**PROBLEM:** The word "match" marks the lines to report; pull each of them from the listing.

INFORMATION PROVIDED START

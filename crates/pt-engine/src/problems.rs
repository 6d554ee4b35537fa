// Problem sources
// A fixed directory of problem files, or an external generator re-run every generation

use rand::seq::SliceRandom;
use rand::Rng;
use serde::{Deserialize, Serialize};
use std::collections::HashMap;
use std::path::{Path, PathBuf};
use std::time::Duration;
use tokio::process::Command;
use tracing::{debug, info, warn};

use pt_types::{
    config_error, Problem, ProblemSet, ReferenceCosts, TuneError, TuneResult, SENTINEL_COST,
};

/// Attempts per generated problem before it is dropped.
pub const GENERATOR_ATTEMPTS: u32 = 5;

/// Where each generation's problems come from.
#[derive(Debug, Clone, PartialEq, Serialize, Deserialize)]
#[serde(tag = "kind", rename_all = "snake_case")]
pub enum ProblemSource {
    /// Fixed problem files, read once. Every file is used each generation
    /// unless `sample` asks for a random draw from the pool.
    Directory {
        dir: PathBuf,
        #[serde(default = "default_extension")]
        extension: String,
        #[serde(default)]
        sample: Option<usize>,
    },
    /// External generator, re-run for every problem each generation.
    Generator {
        program: PathBuf,
        /// Arguments; `{output}` and `{difficulty}` are substituted.
        args: Vec<String>,
        count: usize,
        #[serde(default)]
        difficulty: i64,
        #[serde(default)]
        max_difficulty: i64,
        #[serde(default)]
        adaptive: bool,
        dir: PathBuf,
        #[serde(default = "default_extension")]
        extension: String,
    },
}

fn default_extension() -> String {
    "pddl".to_string()
}

impl Default for ProblemSource {
    fn default() -> Self {
        ProblemSource::Directory {
            dir: PathBuf::from("problems"),
            extension: default_extension(),
            sample: None,
        }
    }
}

impl ProblemSource {
    pub fn validate(&self) -> TuneResult<()> {
        if let ProblemSource::Directory {
            sample: Some(0), ..
        } = self
        {
            return Err(config_error!("sample must draw at least one problem"));
        }
        if let ProblemSource::Generator {
            count,
            difficulty,
            max_difficulty,
            ..
        } = self
        {
            if *count == 0 {
                return Err(config_error!("generator must produce at least one problem"));
            }
            if difficulty > max_difficulty {
                return Err(config_error!(
                    "initial difficulty {} exceeds max_difficulty {}",
                    difficulty,
                    max_difficulty
                ));
            }
        }
        Ok(())
    }
}

/// Best usable reference in a `<stem>.costs.json` sidecar: the minimum
/// non-negative cost over all recorded configurations.
pub fn reference_from_costs(costs: &HashMap<String, f64>) -> f64 {
    costs
        .values()
        .copied()
        .filter(|c| *c >= 0.0)
        .fold(None, |best: Option<f64>, c| Some(best.map_or(c, |b| b.min(c))))
        .unwrap_or(SENTINEL_COST)
}

fn load_reference(problem: &Path) -> TuneResult<f64> {
    let sidecar = problem.with_extension("costs.json");
    if !sidecar.exists() {
        return Ok(SENTINEL_COST);
    }
    let text = std::fs::read_to_string(&sidecar)?;
    let costs: HashMap<String, f64> = serde_json::from_str(&text)?;
    Ok(reference_from_costs(&costs))
}

/// Read every `*.<extension>` file in `dir`, sorted by name.
pub fn load_directory(dir: &Path, extension: &str) -> TuneResult<ProblemSet> {
    let entries = std::fs::read_dir(dir)
        .map_err(|e| config_error!("cannot read problem directory {}: {}", dir.display(), e))?;
    let mut paths = Vec::new();
    for entry in entries {
        let path = entry?.path();
        if path.extension().and_then(|e| e.to_str()) == Some(extension) {
            paths.push(path);
        }
    }
    paths.sort();
    if paths.is_empty() {
        return Err(config_error!(
            "no .{} problems found in {}",
            extension,
            dir.display()
        ));
    }

    let mut problems = Vec::with_capacity(paths.len());
    for path in paths {
        let reference = load_reference(&path)?;
        problems.push(Problem::new(path, reference));
    }
    info!("Loaded {} problems from {}", problems.len(), dir.display());
    Ok(ProblemSet::new(problems))
}

/// Hands the driver a problem set every generation and owns the current
/// generator difficulty.
#[derive(Debug)]
pub struct ProblemProvider {
    source: ProblemSource,
    difficulty: i64,
    cached: Option<ProblemSet>,
    retry_pause: Duration,
}

impl ProblemProvider {
    pub fn new(source: ProblemSource) -> Self {
        let difficulty = match &source {
            ProblemSource::Generator { difficulty, .. } => *difficulty,
            ProblemSource::Directory { .. } => 0,
        };
        Self {
            source,
            difficulty,
            cached: None,
            retry_pause: Duration::from_secs(1),
        }
    }

    pub fn with_retry_pause(mut self, pause: Duration) -> Self {
        self.retry_pause = pause;
        self
    }

    pub fn difficulty(&self) -> i64 {
        self.difficulty
    }

    /// Problems for the next generation, with stored references applied.
    /// `rng` drives the draw when a directory source samples its pool.
    pub async fn next_set<R: Rng + ?Sized>(
        &mut self,
        references: &mut ReferenceCosts,
        rng: &mut R,
    ) -> TuneResult<ProblemSet> {
        let mut set = match &self.source {
            ProblemSource::Directory {
                dir,
                extension,
                sample,
            } => {
                let pool = match &self.cached {
                    Some(set) => set.clone(),
                    None => {
                        let set = load_directory(dir, extension)?;
                        self.cached = Some(set.clone());
                        set
                    }
                };
                match sample {
                    Some(n) => draw(&pool, *n, rng),
                    None => pool,
                }
            }
            ProblemSource::Generator { .. } => {
                let set = self.generate().await?;
                // Freshly generated files are new problems.
                for problem in &set.problems {
                    references.reset(problem);
                }
                set
            }
        };
        references.apply_to(&mut set);
        Ok(set)
    }

    async fn generate(&self) -> TuneResult<ProblemSet> {
        let ProblemSource::Generator {
            program,
            args,
            count,
            dir,
            extension,
            ..
        } = &self.source
        else {
            return Ok(ProblemSet::default());
        };
        std::fs::create_dir_all(dir)?;

        let mut problems = Vec::with_capacity(*count);
        for i in 0..*count {
            let output = dir.join(format!("problem{i:03}.{extension}"));
            if self.generate_one(program, args, &output).await {
                problems.push(Problem::unknown(output));
            } else {
                warn!(
                    "Generator failed {} times for {}; dropping it this generation",
                    GENERATOR_ATTEMPTS,
                    output.display()
                );
            }
        }
        if problems.is_empty() {
            return Err(TuneError::ProblemGeneration(format!(
                "generator {} produced no problems",
                program.display()
            )));
        }
        info!(
            "Generated {} problems at difficulty {}",
            problems.len(),
            self.difficulty
        );
        Ok(ProblemSet::new(problems))
    }

    async fn generate_one(&self, program: &Path, args: &[String], output: &Path) -> bool {
        let output_arg = output.display().to_string();
        let difficulty_arg = self.difficulty.to_string();
        let args: Vec<String> = args
            .iter()
            .map(|a| {
                a.replace("{output}", &output_arg)
                    .replace("{difficulty}", &difficulty_arg)
            })
            .collect();

        for attempt in 1..=GENERATOR_ATTEMPTS {
            let _ = std::fs::remove_file(output);
            match Command::new(program).args(&args).output().await {
                Ok(out) if out.status.success() && output.exists() => return true,
                Ok(out) => debug!(
                    "Generator attempt {} exited with {} for {}",
                    attempt,
                    out.status,
                    output.display()
                ),
                Err(e) => debug!("Generator attempt {} failed to start: {}", attempt, e),
            }
            if attempt < GENERATOR_ATTEMPTS {
                tokio::time::sleep(self.retry_pause).await;
            }
        }
        false
    }

    /// Move the generator difficulty with the population's performance.
    /// Lowered when the median-ranked candidate scores below the
    /// threshold; raised, up to the cap, when even the candidate at the
    /// three-quarter rank scores above it.
    pub fn adapt(&mut self, scores: &[f64], ranking: &[usize], threshold: f64) {
        let ProblemSource::Generator {
            adaptive: true,
            max_difficulty,
            ..
        } = &self.source
        else {
            return;
        };
        if ranking.is_empty() {
            return;
        }
        let median = scores[ranking[ranking.len() / 2]];
        let three_quarter = scores[ranking[ranking.len() * 3 / 4]];
        if median < threshold {
            self.difficulty -= 1;
            info!("Lowering problem difficulty to {}", self.difficulty);
        } else if three_quarter > threshold && self.difficulty < *max_difficulty {
            self.difficulty += 1;
            info!("Raising problem difficulty to {}", self.difficulty);
        }
    }
}

/// `n` problems drawn uniformly, with replacement, from `pool`.
fn draw<R: Rng + ?Sized>(pool: &ProblemSet, n: usize, rng: &mut R) -> ProblemSet {
    let problems: Vec<Problem> = (0..n)
        .filter_map(|_| pool.problems.choose(rng).cloned())
        .collect();
    debug!("Drew {} of {} pooled problems", problems.len(), pool.len());
    ProblemSet::new(problems)
}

INFORMATION PROVIDED END

**ANSWER SECTION:**
        let difficulty = match &source {
        let mut set = match &self.source {
                let pool = match &self.cached {
                match sample {
            match Command::new(program).args(&args).output().await {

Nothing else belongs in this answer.